I just ran into an unexpected compiler diagnostic involving friend classes. Turns out that both the Gnu compiler and the Comeau compiler also generate diagnostics. Does anyone want to give a stab at understanding why this code should be illegal, and what the workaround would be other than to make the constructor and destructor public. (In my case, the nested classes are internal use only except for a few public methods exposed to the clients.)
Thanks,
Brian
class
X{
class A // first nested class
{
friend class B;
private:
A() { }
~A() { }
}; class B // second nested class
{
public:
B()
{
a = new A(); // can't access private member X::A::A
}
~B()
{
}
private:
A* a;
};
}; // class X

C++ Standard issue on nested friend classes
MSTony
Here is the answer: this is 3.3/8 in the C++ Standard:
[ Note: friend declarations refer to functions or classes that are members of the nearest enclosing namespace, but they do not introduce new names into that namespace (7.3.1.2). Function declarations at block scope and object declarations with the extern specifier at block scope refer to delarations that are members of an enclosing namespace, but they do not introduce new names into that scope. —end note ]

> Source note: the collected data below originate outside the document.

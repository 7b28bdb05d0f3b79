//! Display helpers shared by the activity and summary views.

use chrono::{DateTime, Local, Utc};

/// Format a second count as `HH:MM:SS`. Hours are not wrapped.
pub fn format_elapsed(total_seconds: u64) -> String {
    let hours = total_seconds / 3600;
    let minutes = (total_seconds / 60) % 60;
    let seconds = total_seconds % 60;
    format!("{hours:02}:{minutes:02}:{seconds:02}")
}

/// Format a timestamp as a 12-hour wall clock time in the local zone,
/// e.g. `07:05 PM`.
pub fn format_clock_time(at: DateTime<Utc>) -> String {
    at.with_timezone(&Local).format("%I:%M %p").to_string()
}

#[cfg(test)]
mod tests {
    use super::*;

    #[test]
    fn format_elapsed_pads_fields() {
        assert_eq!(format_elapsed(0), "00:00:00");
        assert_eq!(format_elapsed(100), "00:01:40");
        assert_eq!(format_elapsed(3661), "01:01:01");
    }

    #[test]
    fn format_elapsed_keeps_long_hours() {
        assert_eq!(format_elapsed(100 * 3600), "100:00:00");
    }

    #[test]
    fn format_clock_time_is_twelve_hour() {
        let s = format_clock_time(Utc::now());
        assert_eq!(s.len(), 8);
        assert!(s.ends_with("AM") || s.ends_with("PM"));
    }
}
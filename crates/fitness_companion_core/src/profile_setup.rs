//! Multi-step profile wizard shown after registration.
//!
//! Steps run Welcome, Gender, Age, Weight, Height, Goal, ActivityLevel and
//! finally Complete. Choice steps advance on selection; numeric steps wait for
//! an explicit [`ProfileSetup::advance`].

use serde::Serialize;
use thiserror::Error;

use crate::preferences::{UserPreferences, UserProfile};
use crate::store::StoreError;

/// Number of steps counted by the progress bar. The Complete step sits past it.
pub const TOTAL_STEPS: u8 = 7;

pub const AGE_RANGE: std::ops::RangeInclusive<u32> = 18..=60;
pub const HEIGHT_RANGE_CM: std::ops::RangeInclusive<u32> = 155..=190;

const LB_PER_KG: f64 = 2.204_62;

#[derive(Clone, Copy, Debug, PartialEq, Eq, PartialOrd, Ord, Serialize)]
pub enum SetupStep {
    Welcome = 1,
    Gender,
    Age,
    Weight,
    Height,
    Goal,
    ActivityLevel,
    Complete,
}

impl SetupStep {
    const ORDER: [SetupStep; 8] = [
        SetupStep::Welcome,
        SetupStep::Gender,
        SetupStep::Age,
        SetupStep::Weight,
        SetupStep::Height,
        SetupStep::Goal,
        SetupStep::ActivityLevel,
        SetupStep::Complete,
    ];

    pub fn number(self) -> u8 {
        self as u8
    }

    pub fn from_number(n: u8) -> Option<Self> {
        Self::ORDER.get(usize::from(n).checked_sub(1)?).copied()
    }

    pub fn next(self) -> Option<Self> {
        Self::from_number(self.number() + 1)
    }

    pub fn previous(self) -> Option<Self> {
        Self::from_number(self.number().checked_sub(1)?)
    }
}

#[derive(Clone, Copy, Debug, Default, PartialEq, Eq, Serialize)]
pub enum Gender {
    #[default]
    Male,
    Female,
}

impl Gender {
    pub fn as_str(self) -> &'static str {
        match self {
            Gender::Male => "Male",
            Gender::Female => "Female",
        }
    }

    pub fn parse(s: &str) -> Option<Self> {
        match s.trim().to_ascii_lowercase().as_str() {
            "male" => Some(Gender::Male),
            "female" => Some(Gender::Female),
            _ => None,
        }
    }
}

#[derive(Clone, Copy, Debug, Default, PartialEq, Eq, Serialize)]
pub enum WeightUnit {
    #[default]
    Kg,
    Lb,
}

impl WeightUnit {
    pub fn range(self) -> std::ops::RangeInclusive<u32> {
        match self {
            WeightUnit::Kg => 40..=150,
            WeightUnit::Lb => 88..=330,
        }
    }
}

#[derive(Clone, Copy, Debug, Default, PartialEq, Eq, Serialize)]
pub enum Goal {
    #[default]
    LoseWeight,
    ImproveLifestyle,
    GainMuscle,
    ShapeBody,
    Other,
}

impl Goal {
    pub const ALL: [Goal; 5] = [
        Goal::LoseWeight,
        Goal::ImproveLifestyle,
        Goal::GainMuscle,
        Goal::ShapeBody,
        Goal::Other,
    ];

    pub fn label(self) -> &'static str {
        match self {
            Goal::LoseWeight => "Lose Weight",
            Goal::ImproveLifestyle => "Improve Lifestyle",
            Goal::GainMuscle => "Gain Muscle Mass",
            Goal::ShapeBody => "Shape The Body",
            Goal::Other => "Other",
        }
    }
}

#[derive(Clone, Copy, Debug, Default, PartialEq, Eq, Serialize)]
pub enum ActivityLevel {
    Beginner,
    #[default]
    Intermediate,
    Advanced,
}

#[derive(Clone, Debug, Default, PartialEq, Eq)]
pub struct ContactDetails {
    pub full_name: String,
    pub nickname: String,
    pub email: String,
    pub mobile: String,
}

#[derive(Debug, Error)]
pub enum ProfileSetupError {
    #[error("{field} must be between {min} and {max}, got {value}")]
    OutOfRange {
        field: &'static str,
        value: u32,
        min: u32,
        max: u32,
    },
    #[error("expected the {expected:?} step, wizard is on {actual:?}")]
    WrongStep {
        expected: SetupStep,
        actual: SetupStep,
    },
    #[error(transparent)]
    Store(#[from] StoreError),
}

/// Result of a navigation request.
#[derive(Clone, Copy, Debug, PartialEq, Eq)]
pub enum Navigation {
    Moved(SetupStep),
    Stay,
    /// Back was pressed on the first step; the caller leaves the wizard.
    Exit,
}

fn check_range(
    field: &'static str,
    value: u32,
    range: std::ops::RangeInclusive<u32>,
) -> Result<u32, ProfileSetupError> {
    if range.contains(&value) {
        Ok(value)
    } else {
        Err(ProfileSetupError::OutOfRange {
            field,
            value,
            min: *range.start(),
            max: *range.end(),
        })
    }
}

#[derive(Clone, Debug)]
pub struct ProfileSetup {
    step: SetupStep,
    gender: Gender,
    age: u32,
    weight: u32,
    weight_unit: WeightUnit,
    height_cm: u32,
    goal: Goal,
    activity_level: ActivityLevel,
    contact: ContactDetails,
}

impl Default for ProfileSetup {
    fn default() -> Self {
        Self {
            step: SetupStep::Welcome,
            gender: Gender::default(),
            age: 27,
            weight: 75,
            weight_unit: WeightUnit::Kg,
            height_cm: 165,
            goal: Goal::default(),
            activity_level: ActivityLevel::default(),
            contact: ContactDetails::default(),
        }
    }
}

impl ProfileSetup {
    pub fn new() -> Self {
        Self::default()
    }

    /// Start the wizard pre-filled with the stored email and gender.
    pub fn with_stored(profile: &UserProfile) -> Self {
        let mut setup = Self::default();
        setup.contact.email = profile.email.clone();
        if let Some(g) = Gender::parse(&profile.gender) {
            setup.gender = g;
        }
        setup
    }

    pub fn step(&self) -> SetupStep {
        self.step
    }

    pub fn progress(&self) -> f32 {
        f32::from(self.step.number()) / f32::from(TOTAL_STEPS + 1)
    }

    pub fn gender(&self) -> Gender {
        self.gender
    }

    pub fn age(&self) -> u32 {
        self.age
    }

    pub fn weight(&self) -> (u32, WeightUnit) {
        (self.weight, self.weight_unit)
    }

    pub fn height_cm(&self) -> u32 {
        self.height_cm
    }

    pub fn goal(&self) -> Goal {
        self.goal
    }

    pub fn activity_level(&self) -> ActivityLevel {
        self.activity_level
    }

    pub fn contact(&self) -> &ContactDetails {
        &self.contact
    }

    fn require(&self, expected: SetupStep) -> Result<(), ProfileSetupError> {
        if self.step == expected {
            Ok(())
        } else {
            Err(ProfileSetupError::WrongStep {
                expected,
                actual: self.step,
            })
        }
    }

    fn move_to(&mut self, step: SetupStep) -> Navigation {
        tracing::trace!(from = ?self.step, to = ?step, "profile setup step");
        self.step = step;
        Navigation::Moved(step)
    }

    pub fn back(&mut self) -> Navigation {
        match self.step.previous() {
            Some(prev) => self.move_to(prev),
            None => Navigation::Exit,
        }
    }

    /// The "continue" button. The Complete step finishes through
    /// [`ProfileSetup::complete`] instead.
    pub fn advance(&mut self) -> Navigation {
        match (self.step, self.step.next()) {
            (SetupStep::Complete, _) | (_, None) => Navigation::Stay,
            (_, Some(next)) => self.move_to(next),
        }
    }

    pub fn select_gender(&mut self, gender: Gender) -> Result<Navigation, ProfileSetupError> {
        self.require(SetupStep::Gender)?;
        self.gender = gender;
        Ok(self.move_to(SetupStep::Age))
    }

    pub fn set_age(&mut self, age: u32) -> Result<(), ProfileSetupError> {
        self.age = check_range("age", age, AGE_RANGE)?;
        Ok(())
    }

    pub fn set_weight(&mut self, weight: u32) -> Result<(), ProfileSetupError> {
        self.weight = check_range("weight", weight, self.weight_unit.range())?;
        Ok(())
    }

    /// Switch between kilograms and pounds, converting the current value.
    pub fn toggle_weight_unit(&mut self) -> WeightUnit {
        let (unit, converted) = match self.weight_unit {
            WeightUnit::Kg => (WeightUnit::Lb, f64::from(self.weight) * LB_PER_KG),
            WeightUnit::Lb => (WeightUnit::Kg, f64::from(self.weight) / LB_PER_KG),
        };
        let range = unit.range();
        self.weight = (converted.round() as u32).clamp(*range.start(), *range.end());
        self.weight_unit = unit;
        unit
    }

    pub fn set_height(&mut self, height_cm: u32) -> Result<(), ProfileSetupError> {
        self.height_cm = check_range("height", height_cm, HEIGHT_RANGE_CM)?;
        Ok(())
    }

    pub fn select_goal(&mut self, goal: Goal) -> Result<Navigation, ProfileSetupError> {
        self.require(SetupStep::Goal)?;
        self.goal = goal;
        Ok(self.move_to(SetupStep::ActivityLevel))
    }

    pub fn select_activity_level(
        &mut self,
        level: ActivityLevel,
    ) -> Result<Navigation, ProfileSetupError> {
        self.require(SetupStep::ActivityLevel)?;
        self.activity_level = level;
        Ok(self.move_to(SetupStep::Complete))
    }

    pub fn set_contact(&mut self, contact: ContactDetails) {
        self.contact = contact;
    }

    /// Persist name, an empty bio and the gender as one batch, then the email.
    pub async fn complete(&self, prefs: &UserPreferences) -> Result<(), ProfileSetupError> {
        self.require(SetupStep::Complete)?;
        prefs
            .save_profile(&self.contact.full_name, "", Some(self.gender.as_str()))
            .await?;
        prefs.save_email(&self.contact.email).await?;
        tracing::info!(gender = self.gender.as_str(), "profile setup completed");
        Ok(())
    }
}
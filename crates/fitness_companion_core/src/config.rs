use crate::NewsError;
use secrecy::SecretString;
use std::path::PathBuf;

pub const DEFAULT_BASE_URL: &str = "https://newsapi.org";
pub const DEFAULT_COUNTRY: &str = "us";
pub const DEFAULT_CATEGORY: &str = "health";

#[derive(Clone, Debug)]
pub struct Config {
    pub news_api_key: SecretString,
    pub news_base_url: String,
    pub country: String,
    pub category: String,
    /// Location of the JSON preference file. `None` keeps preferences in memory.
    pub data_path: Option<PathBuf>,
}

impl Config {
    pub fn from_env() -> Result<Self, NewsError> {
        Self::from_env_with(|k| std::env::var(k).ok())
    }

    /// Testable helper that reads configuration values using the provided
    /// function instead of the process environment.
    pub fn from_env_with<F>(mut get: F) -> Result<Self, NewsError>
    where
        F: FnMut(&str) -> Option<String>,
    {
        let api = get("FITNESS_NEWS_API_KEY")
            .filter(|v| !v.trim().is_empty())
            .ok_or_else(|| NewsError::Config("FITNESS_NEWS_API_KEY missing".into()))?;
        let news_base_url =
            get("FITNESS_NEWS_BASE_URL").unwrap_or_else(|| DEFAULT_BASE_URL.into());
        let country = get("FITNESS_NEWS_COUNTRY").unwrap_or_else(|| DEFAULT_COUNTRY.into());
        let category = get("FITNESS_NEWS_CATEGORY").unwrap_or_else(|| DEFAULT_CATEGORY.into());
        let data_path = get("FITNESS_DATA_PATH").map(PathBuf::from);
        Ok(Self {
            news_api_key: SecretString::new(api.into()),
            news_base_url,
            country,
            category,
            data_path,
        })
    }
}
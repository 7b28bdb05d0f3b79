//! Onboarding pager and home tab selection.

#[derive(Clone, Copy, Debug, Default, PartialEq, Eq)]
pub enum HomeTab {
    #[default]
    News,
    Community,
    Activity,
    Progress,
    Profile,
}

impl HomeTab {
    pub const ALL: [HomeTab; 5] = [
        HomeTab::News,
        HomeTab::Community,
        HomeTab::Activity,
        HomeTab::Progress,
        HomeTab::Profile,
    ];

    pub fn label(self) -> &'static str {
        match self {
            HomeTab::News => "News",
            HomeTab::Community => "Community",
            HomeTab::Activity => "Activity",
            HomeTab::Progress => "Progress",
            HomeTab::Profile => "Profile",
        }
    }

    pub fn index(self) -> usize {
        self as usize
    }

    pub fn from_index(index: usize) -> Option<Self> {
        Self::ALL.get(index).copied()
    }
}

#[derive(Clone, Debug, Default)]
pub struct HomeTabs {
    selected: HomeTab,
}

impl HomeTabs {
    pub fn selected(&self) -> HomeTab {
        self.selected
    }

    /// Out-of-range indices keep the current tab.
    pub fn select_index(&mut self, index: usize) -> HomeTab {
        if let Some(tab) = HomeTab::from_index(index) {
            self.selected = tab;
        }
        self.selected
    }

    pub fn select(&mut self, tab: HomeTab) {
        self.selected = tab;
    }
}

pub const ONBOARDING_PAGES: [&str; 4] = [
    "Welcome to",
    "Start Your Journey Towards A More Active Lifestyle",
    "An App For The Whole Family",
    "No Matter Your Age, Challenge Yourself",
];

#[derive(Clone, Copy, Debug, PartialEq, Eq)]
pub enum OnboardingStep {
    Page(usize),
    Finished,
}

#[derive(Clone, Debug, Default)]
pub struct Onboarding {
    index: usize,
}

impl Onboarding {
    pub fn current(&self) -> OnboardingStep {
        if self.index < ONBOARDING_PAGES.len() {
            OnboardingStep::Page(self.index)
        } else {
            OnboardingStep::Finished
        }
    }

    pub fn title(&self) -> Option<&'static str> {
        ONBOARDING_PAGES.get(self.index).copied()
    }

    /// Skip is offered from the second page onwards.
    pub fn can_skip(&self) -> bool {
        self.index > 0 && self.index < ONBOARDING_PAGES.len()
    }

    pub fn is_last_page(&self) -> bool {
        self.index + 1 == ONBOARDING_PAGES.len()
    }

    pub fn next(&mut self) -> OnboardingStep {
        if self.index < ONBOARDING_PAGES.len() {
            self.index += 1;
        }
        self.current()
    }

    pub fn skip(&mut self) -> OnboardingStep {
        if self.can_skip() {
            self.index = ONBOARDING_PAGES.len();
        }
        self.current()
    }
}

#[cfg(test)]
mod tests {
    use super::*;

    #[test]
    fn tabs_by_index() {
        let mut tabs = HomeTabs::default();
        assert_eq!(tabs.selected(), HomeTab::News);
        assert_eq!(tabs.select_index(2), HomeTab::Activity);
        assert_eq!(tabs.select_index(9), HomeTab::Activity);
        assert_eq!(HomeTab::Profile.index(), 4);
        assert_eq!(HomeTab::Progress.label(), "Progress");
    }

    #[test]
    fn onboarding_walks_pages() {
        let mut o = Onboarding::default();
        assert!(!o.can_skip());
        assert_eq!(o.skip(), OnboardingStep::Page(0));
        assert_eq!(o.next(), OnboardingStep::Page(1));
        assert!(o.can_skip());
        o.next();
        o.next();
        assert!(o.is_last_page());
        assert_eq!(o.next(), OnboardingStep::Finished);
        assert_eq!(o.next(), OnboardingStep::Finished);
        assert!(o.title().is_none());
    }

    #[test]
    fn skip_finishes() {
        let mut o = Onboarding::default();
        o.next();
        assert_eq!(o.skip(), OnboardingStep::Finished);
    }
}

The workaround, as you have already discovered, is to forward declaration the class being befriened before it is made a friend.
DrFlick
a workaround would be doing a forward declaration of class B before class A, like:
class X
{
class B;
class A // first nested class
{
friend class B;
private:
A() { }
~A() { }
};
class B // second nested class
{
public:
B()
{
a = new A();
}
~B()
{
delete a;
}
private:
A* a;
};
};
Why it is needed, I didn't figure that part yet. Supposedly the "friend class B;" would do the forward declaration itself.
Sergey Averchenkov
Thanks.
I am using the workaround you suggest and can go back to hiding the state-heavy constructor from the client. You're right, it's curious a forward declaration was needed to make this work. I think it has to do with the fact that friend class B refers to B at global scope, so a forward declaration of B within the scope of X informs the compiler that B is nested in X.
I tried friend class X::B (within X), but X is not defined (because it is being defined).